### Task item
Every line below from the one containing "assert_eq!(s.scroll(), 4);" through the one containing "use super::types::Inline;" must be transcribed exactly. Omit all lines outside that stretch.

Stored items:
..............................
//! Everything the UI remembers between frames.
//!
//! Owned by the UI actor and mutated only from its mailbox, so none of this
//! needs locking. Time-based state (the copied indicator) reads the tokio
//! clock, which lets tests drive it with a paused runtime.
use crate::clipboard::Clipboard;
use crate::command::{parse_command, Command};
use crate::markdown::{self, Document};
use kai_actors::{Outcome, Reply, FALLBACK_MESSAGE};
use std::time::Duration;
use tokio::time::Instant;
use uuid::Uuid;

/// What pressing Enter turned into.
#[derive(Debug, Clone, PartialEq, Eq)]
pub enum Submission {
    /// Blank or whitespace-only input; nothing happens.
    Empty,
    /// A request is still outstanding; the input is kept.
    Busy,
    Command(Command),
    Prompt { id: Uuid, prompt: String },
}

#[derive(Debug, Clone, Copy, PartialEq, Eq)]
pub enum NoticeKind {
    Info,
    Error,
}

#[derive(Debug, Clone, PartialEq, Eq)]
pub struct Notice {
    pub kind: NoticeKind,
    pub text: String,
}

#[derive(Debug, Default)]
pub struct ChatState {
    input: String,
    cursor: usize,

    response: String,
    doc: Document,
    last_prompt: Option<String>,

    // in flight
    pending: Option<Uuid>,
    asking: Option<String>,

    copied_until: Option<Instant>,
    scroll: usize, // lines from the top of the response
    notice: Option<Notice>,
}

impl ChatState {
    pub fn new() -> Self {
        Self::default()
    }

    pub fn input(&self) -> &str {
        &self.input
    }

    pub fn cursor(&self) -> usize {
        self.cursor
    }

    pub fn response(&self) -> &str {
        &self.response
    }

    pub fn document(&self) -> &Document {
        &self.doc
    }

    /// The prompt the current response answers.
    pub fn last_prompt(&self) -> Option<&str> {
        self.last_prompt.as_deref()
    }

    /// The prompt currently being answered.
    pub fn asking(&self) -> Option<&str> {
        self.asking.as_deref()
    }

    pub fn loading(&self) -> bool {
        self.pending.is_some()
    }

    pub fn pending(&self) -> Option<Uuid> {
        self.pending
    }

    pub fn scroll(&self) -> usize {
        self.scroll
    }

    pub fn notice(&self) -> Option<&Notice> {
        self.notice.as_ref()
    }

    pub fn set_notice(&mut self, kind: NoticeKind, text: impl Into<String>) {
        self.notice = Some(Notice {
            kind,
            text: text.into(),
        });
    }

    /// Read the input line and decide what it means.
    ///
    /// Accepting a prompt clears the input and turns loading on before
    /// anything is sent, so a second Enter can never race the first.
    pub fn submit(&mut self) -> Submission {
        let trimmed = self.input.trim();
        if trimmed.is_empty() {
            return Submission::Empty;
        }

        if let Some(cmd) = parse_command(trimmed) {
            self.clear_input();
            self.notice = None;
            return Submission::Command(cmd);
        }

        if self.loading() {
            self.set_notice(
                NoticeKind::Info,
                "Still generating. Press Enter again once the answer arrives.",
            );
            return Submission::Busy;
        }

        let prompt = trimmed.to_string();
        self.clear_input();
        self.notice = None;

        let id = Uuid::new_v4();
        self.pending = Some(id);
        self.asking = Some(prompt.clone());
        Submission::Prompt { id, prompt }
    }

    /// Apply the assistant's reply. Replies for anything but the outstanding
    /// request are dropped and `false` is returned.
    pub fn settle(&mut self, reply: Reply) -> bool {
        if self.pending != Some(reply.id) {
            return false;
        }
        if reply.outcome == Outcome::Failed {
            self.set_notice(NoticeKind::Error, "Generation failed.");
        }
        self.finish(reply.text);
        true
    }

    /// The request `id` ended without a reply (mailbox full or closed, reply
    /// channel dropped). Treated like any other failed generation.
    pub fn fail(&mut self, id: Uuid) -> bool {
        if self.pending != Some(id) {
            return false;
        }
        self.set_notice(NoticeKind::Error, "Generation failed.");
        self.finish(FALLBACK_MESSAGE.to_string());
        true
    }

    fn finish(&mut self, text: String) {
        self.pending = None;
        self.last_prompt = self.asking.take();
        self.doc = markdown::parse(&text);
        self.response = text;
        self.scroll = 0;
    }

    /// Empty the response panel. An outstanding request still lands.
    pub fn clear_response(&mut self) {
        self.response.clear();
        self.doc = Document::default();
        self.last_prompt = None;
        self.scroll = 0;
        self.copied_until = None;
    }

    /// Put the whole response on `clipboard` and raise the copied indicator
    /// for `hold`. Returns whether anything was copied.
    pub fn copy_response(&mut self, clipboard: &mut dyn Clipboard, hold: Duration) -> bool {
        if self.response.is_empty() {
            self.set_notice(NoticeKind::Info, "Nothing to copy yet.");
            return false;
        }
        match clipboard.copy(&self.response) {
            Ok(()) => {
                self.mark_copied(hold);
                true
            }
            Err(e) => {
                tracing::warn!(error = %e, "Clipboard copy failed");
                self.set_notice(NoticeKind::Error, format!("Copy failed: {e}"));
                false
            }
        }
    }

    pub fn mark_copied(&mut self, hold: Duration) {
        self.copied_until = Some(Instant::now() + hold);
    }

    pub fn is_copied(&self) -> bool {
        self.copied_until.is_some_and(|t| Instant::now() < t)
    }

    // scrolling

    pub fn scroll_up(&mut self, n: usize) {
        self.scroll = self.scroll.saturating_sub(n);
    }

    pub fn scroll_down(&mut self, n: usize, max: usize) {
        self.scroll = self.scroll.saturating_add(n).min(max);
    }

    pub fn clamp_scroll(&mut self, max: usize) {
        self.scroll = self.scroll.min(max);
    }

    // line editing

    pub fn clear_input(&mut self) {
        self.input.clear();
        self.cursor = 0;
    }

    pub fn insert_char(&mut self, ch: char) {
        self.input.insert(self.cursor, ch);
        self.cursor += ch.len_utf8();
    }

    pub fn backspace(&mut self) {
        if self.cursor == 0 {
            return;
        }
        let mut prev = self.cursor - 1;
        while prev > 0 && !self.input.is_char_boundary(prev) {
            prev -= 1;
        }
        self.input.drain(prev..self.cursor);
        self.cursor = prev;
    }

    pub fn delete(&mut self) {
        if self.cursor >= self.input.len() {
            return;
        }
        let mut end = self.cursor + 1;
        while end < self.input.len() && !self.input.is_char_boundary(end) {
            end += 1;
        }
        self.input.drain(self.cursor..end);
    }

    pub fn cursor_left(&mut self) {
        if self.cursor == 0 {
            return;
        }
        self.cursor -= 1;
        while self.cursor > 0 && !self.input.is_char_boundary(self.cursor) {
            self.cursor -= 1;
        }
    }

    pub fn cursor_right(&mut self) {
        if self.cursor >= self.input.len() {
            return;
        }
        self.cursor += 1;
        while self.cursor < self.input.len() && !self.input.is_char_boundary(self.cursor) {
            self.cursor += 1;
        }
    }

    pub fn cursor_home(&mut self) {
        self.cursor = 0;
    }

    pub fn cursor_end(&mut self) {
        self.cursor = self.input.len();
    }
}

#[cfg(test)]
mod tests {
    use super::*;
    use crate::clipboard::MemoryClipboard;
    use crate::markdown::Block;

    fn typed(text: &str) -> ChatState {
        let mut s = ChatState::new();
        text.chars().for_each(|c| s.insert_char(c));
        s
    }

    fn prompt_id(sub: Submission) -> Uuid {
        match sub {
            Submission::Prompt { id, .. } => id,
            other => panic!("expected a prompt, got {other:?}"),
        }
    }

    fn reply(id: Uuid, text: &str, outcome: Outcome) -> Reply {
        Reply {
            id,
            text: text.into(),
            outcome,
        }
    }

    #[test]
    fn submit_turns_loading_on_and_success_turns_it_off() {
        let mut s = typed("  what is rust?  ");
        let sub = s.submit();
        assert_eq!(
            sub,
            Submission::Prompt {
                id: s.pending().unwrap(),
                prompt: "what is rust?".into()
            }
        );
        assert!(s.loading());
        assert_eq!(s.input(), "");
        assert_eq!(s.asking(), Some("what is rust?"));

        let id = prompt_id(sub);
        assert!(s.settle(reply(id, "# Rust\n\nA language.", Outcome::Succeeded)));
        assert!(!s.loading());
        assert_eq!(s.response(), "# Rust\n\nA language.");
        assert_eq!(s.last_prompt(), Some("what is rust?"));
        assert!(matches!(s.document().blocks[0], Block::Heading { level: 1, .. }));
        assert!(s.notice().is_none());
    }

    #[test]
    fn failed_reply_also_clears_loading() {
        let mut s = typed("hi");
        let id = prompt_id(s.submit());
        assert!(s.settle(reply(id, FALLBACK_MESSAGE, Outcome::Failed)));
        assert!(!s.loading());
        assert_eq!(s.response(), FALLBACK_MESSAGE);
        assert_eq!(s.notice().map(|n| n.kind), Some(NoticeKind::Error));
    }

    #[test]
    fn dropped_reply_falls_back() {
        let mut s = typed("hi");
        let id = prompt_id(s.submit());
        assert!(s.fail(id));
        assert!(!s.loading());
        assert_eq!(s.response(), FALLBACK_MESSAGE);
    }

    #[test]
    fn whitespace_only_input_is_ignored() {
        let mut s = typed("first");
        let id = prompt_id(s.submit());
        s.settle(reply(id, "answer", Outcome::Succeeded));

        "  \t ".chars().for_each(|c| s.insert_char(c));
        assert_eq!(s.submit(), Submission::Empty);
        assert!(!s.loading());
        assert_eq!(s.response(), "answer");
        assert_eq!(s.input(), "  \t ");
    }

    #[test]
    fn submission_while_loading_is_ignored() {
        let mut s = typed("one");
        let first = prompt_id(s.submit());

        "two".chars().for_each(|c| s.insert_char(c));
        assert_eq!(s.submit(), Submission::Busy);
        assert_eq!(s.pending(), Some(first));
        assert_eq!(s.input(), "two");
        assert_eq!(s.asking(), Some("one"));
    }

    #[test]
    fn stale_replies_are_dropped() {
        let mut s = typed("one");
        let id = prompt_id(s.submit());
        assert!(!s.settle(reply(Uuid::new_v4(), "late", Outcome::Succeeded)));
        assert!(s.loading());
        assert_eq!(s.response(), "");
        assert!(s.settle(reply(id, "on time", Outcome::Succeeded)));
    }

    #[test]
    fn commands_bypass_the_loading_guard() {
        let mut s = typed("one");
        s.submit();
        "/copy".chars().for_each(|c| s.insert_char(c));
        assert_eq!(s.submit(), Submission::Command(Command::Copy));
        assert_eq!(s.input(), "");
        assert!(s.loading());
    }

    #[test]
    fn unknown_slash_words_are_sent_as_prompts() {
        let mut s = typed("/usr/bin contains what?");
        match s.submit() {
            Submission::Prompt { prompt, .. } => assert_eq!(prompt, "/usr/bin contains what?"),
            other => panic!("expected a prompt, got {other:?}"),
        }
        assert!(s.loading());
        assert_eq!(s.input(), "");
    }

    #[tokio::test(start_paused = true)]
    async fn copied_indicator_lasts_two_seconds() {
        let mut s = typed("q");
        let id = prompt_id(s.submit());
        s.settle(reply(id, "copy me", Outcome::Succeeded));

        let mut clip = MemoryClipboard::new();
        assert!(s.copy_response(&mut clip, Duration::from_millis(2000)));
        assert_eq!(clip.contents().as_deref(), Some("copy me"));
        assert!(s.is_copied());

        tokio::time::advance(Duration::from_millis(1999)).await;
        assert!(s.is_copied());
        tokio::time::advance(Duration::from_millis(1)).await;
        assert!(!s.is_copied());
    }

    #[tokio::test(start_paused = true)]
    async fn copy_without_response_or_with_broken_clipboard() {
        let mut s = ChatState::new();
        let mut clip = MemoryClipboard::new();
        assert!(!s.copy_response(&mut clip, Duration::from_secs(2)));
        assert_eq!(clip.contents(), None);
        assert!(!s.is_copied());

        let mut s = typed("q");
        let id = prompt_id(s.submit());
        s.settle(reply(id, "text", Outcome::Succeeded));
        let mut broken = MemoryClipboard::failing();
        assert!(!s.copy_response(&mut broken, Duration::from_secs(2)));
        assert!(!s.is_copied());
        assert_eq!(s.notice().map(|n| n.kind), Some(NoticeKind::Error));
    }

    #[test]
    fn clear_empties_the_panel_only() {
        let mut s = typed("q");
        let id = prompt_id(s.submit());
        s.settle(reply(id, "text", Outcome::Succeeded));
        s.clear_response();
        assert_eq!(s.response(), "");
        assert!(s.document().is_empty());
        assert_eq!(s.last_prompt(), None);
    }

    #[test]
    fn scroll_is_bounded() {
        let mut s = ChatState::new();
        s.scroll_down(10, 4);
        assert_eq!(s.scroll(), 4);
        s.scroll_up(3);
        assert_eq!(s.scroll(), 1);
        s.scroll_up(3);
        assert_eq!(s.scroll(), 0);
        s.scroll_down(3, 10);
        s.clamp_scroll(2);
        assert_eq!(s.scroll(), 2);
    }

    #[test]
    fn editing_respects_char_boundaries() {
        let mut s = typed("héllo");
        s.cursor_home();
        s.cursor_right();
        s.cursor_right();
        s.backspace();
        assert_eq!(s.input(), "hllo");
        s.delete();
        assert_eq!(s.input(), "hlo");
        s.cursor_end();
        s.insert_char('!');
        assert_eq!(s.input(), "hlo!");
        s.cursor_left();
        assert_eq!(s.cursor(), 3);
    }
}
//! Inline span grammar over paragraph and heading text.
//!
//! Scanning is leftmost with rule precedence bold > italic > code at equal
//! positions, matching each opener to its nearest closing delimiter. Spans
//! never nest; unmatched markers stay literal.

use super::types::Inline;

pub(super) fn parse(text: &str) -> Vec<Inline> {
    let mut spans = Vec::new();
    let mut literal = String::new();
    let mut rest = text;

    while !rest.is_empty() {
        if let Some((span, consumed)) = match_span(rest) {
            if !literal.is_empty() {
                spans.push(Inline::Text(std::mem::take(&mut literal)));
            }
            spans.push(span);
            rest = &rest[consumed..];
            continue;
        }

        let Some(ch) = rest.chars().next() else { break };
        literal.push(ch);
        rest = &rest[ch.len_utf8()..];
    }

    if !literal.is_empty() {
        spans.push(Inline::Text(literal));
    }

    spans
}

/// Try each span rule at the current position; returns the span and the
/// number of input bytes it consumed.
fn match_span(rest: &str) -> Option<(Inline, usize)> {
    if let Some(body) = rest.strip_prefix("**") {
        if let Some(end) = body.find("**") {
            return Some((Inline::Bold(body[..end].to_string()), end + 4));
        }
    }

    if let Some(body) = rest.strip_prefix('*') {
        if let Some(end) = body.find('*') {
            return Some((Inline::Italic(body[..end].to_string()), end + 2));
        }
    }

    if let Some(body) = rest.strip_prefix('`') {
        if let Some(end) = body.find('`') {
            return Some((Inline::Code(body[..end].to_string()), end + 2));
        }
    }

    None
}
..............................
### Exercise answer
        assert_eq!(s.scroll(), 4);
        s.scroll_up(3);
        assert_eq!(s.scroll(), 1);
        s.scroll_up(3);
        assert_eq!(s.scroll(), 0);
        s.scroll_down(3, 10);
        s.clamp_scroll(2);
        assert_eq!(s.scroll(), 2);
    }

    #[test]
    fn editing_respects_char_boundaries() {
        let mut s = typed("héllo");
        s.cursor_home();
        s.cursor_right();
        s.cursor_right();
        s.backspace();
        assert_eq!(s.input(), "hllo");
        s.delete();
        assert_eq!(s.input(), "hlo");
        s.cursor_end();
        s.insert_char('!');
        assert_eq!(s.input(), "hlo!");
        s.cursor_left();
        assert_eq!(s.cursor(), 3);
    }
}
//! Inline span grammar over paragraph and heading text.
//!
//! Scanning is leftmost with rule precedence bold > italic > code at equal
//! positions, matching each opener to its nearest closing delimiter. Spans
//! never nest; unmatched markers stay literal.

use super::types::Inline;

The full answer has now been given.